*** Opening of EXERCISE MATERIALS ***

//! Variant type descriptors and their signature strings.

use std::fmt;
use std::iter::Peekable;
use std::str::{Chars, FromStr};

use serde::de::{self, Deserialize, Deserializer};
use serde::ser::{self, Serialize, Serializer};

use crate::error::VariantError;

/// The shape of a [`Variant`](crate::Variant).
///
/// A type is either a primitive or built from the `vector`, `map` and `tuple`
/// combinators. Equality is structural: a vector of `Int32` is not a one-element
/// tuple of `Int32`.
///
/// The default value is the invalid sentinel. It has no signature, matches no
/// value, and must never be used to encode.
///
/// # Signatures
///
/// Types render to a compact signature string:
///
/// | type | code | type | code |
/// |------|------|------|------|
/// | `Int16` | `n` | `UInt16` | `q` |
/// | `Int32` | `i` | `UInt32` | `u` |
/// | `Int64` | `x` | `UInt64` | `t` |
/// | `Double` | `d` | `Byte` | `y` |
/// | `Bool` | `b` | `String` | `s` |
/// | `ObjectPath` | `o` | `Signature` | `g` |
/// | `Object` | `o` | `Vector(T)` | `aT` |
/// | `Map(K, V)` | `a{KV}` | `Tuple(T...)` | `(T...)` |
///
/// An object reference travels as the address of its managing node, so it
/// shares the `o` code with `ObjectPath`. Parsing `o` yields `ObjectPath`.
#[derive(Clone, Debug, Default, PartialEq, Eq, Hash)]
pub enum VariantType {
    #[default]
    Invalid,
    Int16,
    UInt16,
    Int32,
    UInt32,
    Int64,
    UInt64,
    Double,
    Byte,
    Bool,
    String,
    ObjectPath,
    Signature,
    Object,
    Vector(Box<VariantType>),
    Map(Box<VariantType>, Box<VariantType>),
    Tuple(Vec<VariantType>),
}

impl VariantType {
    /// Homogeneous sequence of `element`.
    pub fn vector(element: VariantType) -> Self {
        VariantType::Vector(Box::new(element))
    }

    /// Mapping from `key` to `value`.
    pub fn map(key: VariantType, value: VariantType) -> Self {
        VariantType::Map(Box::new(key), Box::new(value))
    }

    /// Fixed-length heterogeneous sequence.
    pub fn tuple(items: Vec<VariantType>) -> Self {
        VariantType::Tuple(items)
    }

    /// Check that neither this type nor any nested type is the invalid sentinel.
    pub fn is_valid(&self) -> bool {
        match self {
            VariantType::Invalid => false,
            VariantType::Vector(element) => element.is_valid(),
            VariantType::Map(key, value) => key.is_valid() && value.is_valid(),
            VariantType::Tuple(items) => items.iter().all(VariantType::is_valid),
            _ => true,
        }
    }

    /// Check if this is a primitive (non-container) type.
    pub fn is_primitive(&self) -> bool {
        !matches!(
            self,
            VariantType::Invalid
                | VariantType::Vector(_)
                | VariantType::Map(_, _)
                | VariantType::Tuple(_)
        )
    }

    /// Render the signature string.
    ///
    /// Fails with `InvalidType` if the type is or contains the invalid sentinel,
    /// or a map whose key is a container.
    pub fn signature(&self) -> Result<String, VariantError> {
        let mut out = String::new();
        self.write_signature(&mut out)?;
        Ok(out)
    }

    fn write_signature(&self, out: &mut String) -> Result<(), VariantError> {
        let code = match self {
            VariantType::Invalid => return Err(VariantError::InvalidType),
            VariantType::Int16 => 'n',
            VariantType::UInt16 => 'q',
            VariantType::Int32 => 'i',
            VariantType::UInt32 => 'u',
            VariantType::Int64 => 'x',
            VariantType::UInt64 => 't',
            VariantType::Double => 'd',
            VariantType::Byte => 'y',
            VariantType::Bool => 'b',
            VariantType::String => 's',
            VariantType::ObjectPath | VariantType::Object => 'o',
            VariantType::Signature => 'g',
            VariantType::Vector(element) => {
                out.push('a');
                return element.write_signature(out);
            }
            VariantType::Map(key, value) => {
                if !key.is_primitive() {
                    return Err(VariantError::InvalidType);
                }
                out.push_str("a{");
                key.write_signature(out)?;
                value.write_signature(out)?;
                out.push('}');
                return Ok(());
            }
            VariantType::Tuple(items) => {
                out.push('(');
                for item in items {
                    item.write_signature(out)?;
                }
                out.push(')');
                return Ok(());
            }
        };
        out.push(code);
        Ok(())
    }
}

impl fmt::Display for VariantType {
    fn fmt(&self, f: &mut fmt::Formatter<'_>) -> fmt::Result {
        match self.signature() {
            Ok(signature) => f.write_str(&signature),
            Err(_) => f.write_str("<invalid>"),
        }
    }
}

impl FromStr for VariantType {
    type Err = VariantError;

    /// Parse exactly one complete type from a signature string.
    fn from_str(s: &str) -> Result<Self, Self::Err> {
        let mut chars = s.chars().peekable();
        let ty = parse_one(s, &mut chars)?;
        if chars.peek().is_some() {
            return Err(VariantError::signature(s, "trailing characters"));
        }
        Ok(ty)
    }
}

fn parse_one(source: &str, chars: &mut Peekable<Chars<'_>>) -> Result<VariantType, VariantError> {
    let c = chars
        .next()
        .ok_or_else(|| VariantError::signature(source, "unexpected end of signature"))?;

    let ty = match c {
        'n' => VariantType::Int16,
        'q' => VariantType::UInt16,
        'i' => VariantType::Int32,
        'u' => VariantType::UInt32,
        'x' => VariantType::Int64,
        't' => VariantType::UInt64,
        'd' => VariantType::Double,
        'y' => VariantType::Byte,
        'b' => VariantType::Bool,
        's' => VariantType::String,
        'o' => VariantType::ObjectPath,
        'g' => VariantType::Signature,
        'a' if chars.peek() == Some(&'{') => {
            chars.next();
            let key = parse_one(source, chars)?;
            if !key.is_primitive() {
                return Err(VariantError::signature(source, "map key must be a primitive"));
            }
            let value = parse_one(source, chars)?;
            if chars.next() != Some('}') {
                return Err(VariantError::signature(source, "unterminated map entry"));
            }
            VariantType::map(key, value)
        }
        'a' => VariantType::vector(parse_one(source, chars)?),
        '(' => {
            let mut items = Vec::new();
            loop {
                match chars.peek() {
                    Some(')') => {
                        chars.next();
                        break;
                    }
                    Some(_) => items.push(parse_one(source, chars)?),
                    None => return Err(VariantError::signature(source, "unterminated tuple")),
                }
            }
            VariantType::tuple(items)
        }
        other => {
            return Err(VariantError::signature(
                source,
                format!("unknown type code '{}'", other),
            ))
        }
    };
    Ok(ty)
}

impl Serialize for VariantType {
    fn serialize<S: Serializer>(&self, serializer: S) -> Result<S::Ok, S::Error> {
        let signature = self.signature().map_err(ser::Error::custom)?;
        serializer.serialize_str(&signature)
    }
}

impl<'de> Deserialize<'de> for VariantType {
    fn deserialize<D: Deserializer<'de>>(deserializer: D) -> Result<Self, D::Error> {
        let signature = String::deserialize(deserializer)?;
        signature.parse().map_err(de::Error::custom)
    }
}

*** Close of EXERCISE MATERIALS ***

TASK TO CARRY OUT => Could you copy out all of the records above exactly?

RESPONSE BELOW =>
//! Variant type descriptors and their signature strings.

use std::fmt;
use std::iter::Peekable;
use std::str::{Chars, FromStr};

use serde::de::{self, Deserialize, Deserializer};
use serde::ser::{self, Serialize, Serializer};

use crate::error::VariantError;

/// The shape of a [`Variant`](crate::Variant).
///
/// A type is either a primitive or built from the `vector`, `map` and `tuple`
/// combinators. Equality is structural: a vector of `Int32` is not a one-element
/// tuple of `Int32`.
///
/// The default value is the invalid sentinel. It has no signature, matches no
/// value, and must never be used to encode.
///
/// # Signatures
///
/// Types render to a compact signature string:
///
/// | type | code | type | code |
/// |------|------|------|------|
/// | `Int16` | `n` | `UInt16` | `q` |
/// | `Int32` | `i` | `UInt32` | `u` |
/// | `Int64` | `x` | `UInt64` | `t` |
/// | `Double` | `d` | `Byte` | `y` |
/// | `Bool` | `b` | `String` | `s` |
/// | `ObjectPath` | `o` | `Signature` | `g` |
/// | `Object` | `o` | `Vector(T)` | `aT` |
/// | `Map(K, V)` | `a{KV}` | `Tuple(T...)` | `(T...)` |
///
/// An object reference travels as the address of its managing node, so it
/// shares the `o` code with `ObjectPath`. Parsing `o` yields `ObjectPath`.
#[derive(Clone, Debug, Default, PartialEq, Eq, Hash)]
pub enum VariantType {
    #[default]
    Invalid,
    Int16,
    UInt16,
    Int32,
    UInt32,
    Int64,
    UInt64,
    Double,
    Byte,
    Bool,
    String,
    ObjectPath,
    Signature,
    Object,
    Vector(Box<VariantType>),
    Map(Box<VariantType>, Box<VariantType>),
    Tuple(Vec<VariantType>),
}

impl VariantType {
    /// Homogeneous sequence of `element`.
    pub fn vector(element: VariantType) -> Self {
        VariantType::Vector(Box::new(element))
    }

    /// Mapping from `key` to `value`.
    pub fn map(key: VariantType, value: VariantType) -> Self {
        VariantType::Map(Box::new(key), Box::new(value))
    }

    /// Fixed-length heterogeneous sequence.
    pub fn tuple(items: Vec<VariantType>) -> Self {
        VariantType::Tuple(items)
    }

    /// Check that neither this type nor any nested type is the invalid sentinel.
    pub fn is_valid(&self) -> bool {
        match self {
            VariantType::Invalid => false,
            VariantType::Vector(element) => element.is_valid(),
            VariantType::Map(key, value) => key.is_valid() && value.is_valid(),
            VariantType::Tuple(items) => items.iter().all(VariantType::is_valid),
            _ => true,
        }
    }

    /// Check if this is a primitive (non-container) type.
    pub fn is_primitive(&self) -> bool {
        !matches!(
            self,
            VariantType::Invalid
                | VariantType::Vector(_)
                | VariantType::Map(_, _)
                | VariantType::Tuple(_)
        )
    }

    /// Render the signature string.
    ///
    /// Fails with `InvalidType` if the type is or contains the invalid sentinel,
    /// or a map whose key is a container.
    pub fn signature(&self) -> Result<String, VariantError> {
        let mut out = String::new();
        self.write_signature(&mut out)?;
        Ok(out)
    }

    fn write_signature(&self, out: &mut String) -> Result<(), VariantError> {
        let code = match self {
            VariantType::Invalid => return Err(VariantError::InvalidType),
            VariantType::Int16 => 'n',
            VariantType::UInt16 => 'q',
            VariantType::Int32 => 'i',
            VariantType::UInt32 => 'u',
            VariantType::Int64 => 'x',
            VariantType::UInt64 => 't',
            VariantType::Double => 'd',
            VariantType::Byte => 'y',
            VariantType::Bool => 'b',
            VariantType::String => 's',
            VariantType::ObjectPath | VariantType::Object => 'o',
            VariantType::Signature => 'g',
            VariantType::Vector(element) => {
                out.push('a');
                return element.write_signature(out);
            }
            VariantType::Map(key, value) => {
                if !key.is_primitive() {
                    return Err(VariantError::InvalidType);
                }
                out.push_str("a{");
                key.write_signature(out)?;
                value.write_signature(out)?;
                out.push('}');
                return Ok(());
            }
            VariantType::Tuple(items) => {
                out.push('(');
                for item in items {
                    item.write_signature(out)?;
                }
                out.push(')');
                return Ok(());
            }
        };
        out.push(code);
        Ok(())
    }
}

impl fmt::Display for VariantType {
    fn fmt(&self, f: &mut fmt::Formatter<'_>) -> fmt::Result {
        match self.signature() {
            Ok(signature) => f.write_str(&signature),
            Err(_) => f.write_str("<invalid>"),
        }
    }
}

impl FromStr for VariantType {
    type Err = VariantError;

    /// Parse exactly one complete type from a signature string.
    fn from_str(s: &str) -> Result<Self, Self::Err> {
        let mut chars = s.chars().peekable();
        let ty = parse_one(s, &mut chars)?;
        if chars.peek().is_some() {
            return Err(VariantError::signature(s, "trailing characters"));
        }
        Ok(ty)
    }
}

fn parse_one(source: &str, chars: &mut Peekable<Chars<'_>>) -> Result<VariantType, VariantError> {
    let c = chars
        .next()
        .ok_or_else(|| VariantError::signature(source, "unexpected end of signature"))?;

    let ty = match c {
        'n' => VariantType::Int16,
        'q' => VariantType::UInt16,
        'i' => VariantType::Int32,
        'u' => VariantType::UInt32,
        'x' => VariantType::Int64,
        't' => VariantType::UInt64,
        'd' => VariantType::Double,
        'y' => VariantType::Byte,
        'b' => VariantType::Bool,
        's' => VariantType::String,
        'o' => VariantType::ObjectPath,
        'g' => VariantType::Signature,
        'a' if chars.peek() == Some(&'{') => {
            chars.next();
            let key = parse_one(source, chars)?;
            if !key.is_primitive() {
                return Err(VariantError::signature(source, "map key must be a primitive"));
            }
            let value = parse_one(source, chars)?;
            if chars.next() != Some('}') {
                return Err(VariantError::signature(source, "unterminated map entry"));
            }
            VariantType::map(key, value)
        }
        'a' => VariantType::vector(parse_one(source, chars)?),
        '(' => {
            let mut items = Vec::new();
            loop {
                match chars.peek() {
                    Some(')') => {
                        chars.next();
                        break;
                    }
                    Some(_) => items.push(parse_one(source, chars)?),
                    None => return Err(VariantError::signature(source, "unterminated tuple")),
                }
            }
            VariantType::tuple(items)
        }
        other => {
            return Err(VariantError::signature(
                source,
                format!("unknown type code '{}'", other),
            ))
        }
    };
    Ok(ty)
}

impl Serialize for VariantType {
    fn serialize<S: Serializer>(&self, serializer: S) -> Result<S::Ok, S::Error> {
        let signature = self.signature().map_err(ser::Error::custom)?;
        serializer.serialize_str(&signature)
    }
}

impl<'de> Deserialize<'de> for VariantType {
    fn deserialize<D: Deserializer<'de>>(deserializer: D) -> Result<Self, D::Error> {
        let signature = String::deserialize(deserializer)?;
        signature.parse().map_err(de::Error::custom)
    }
}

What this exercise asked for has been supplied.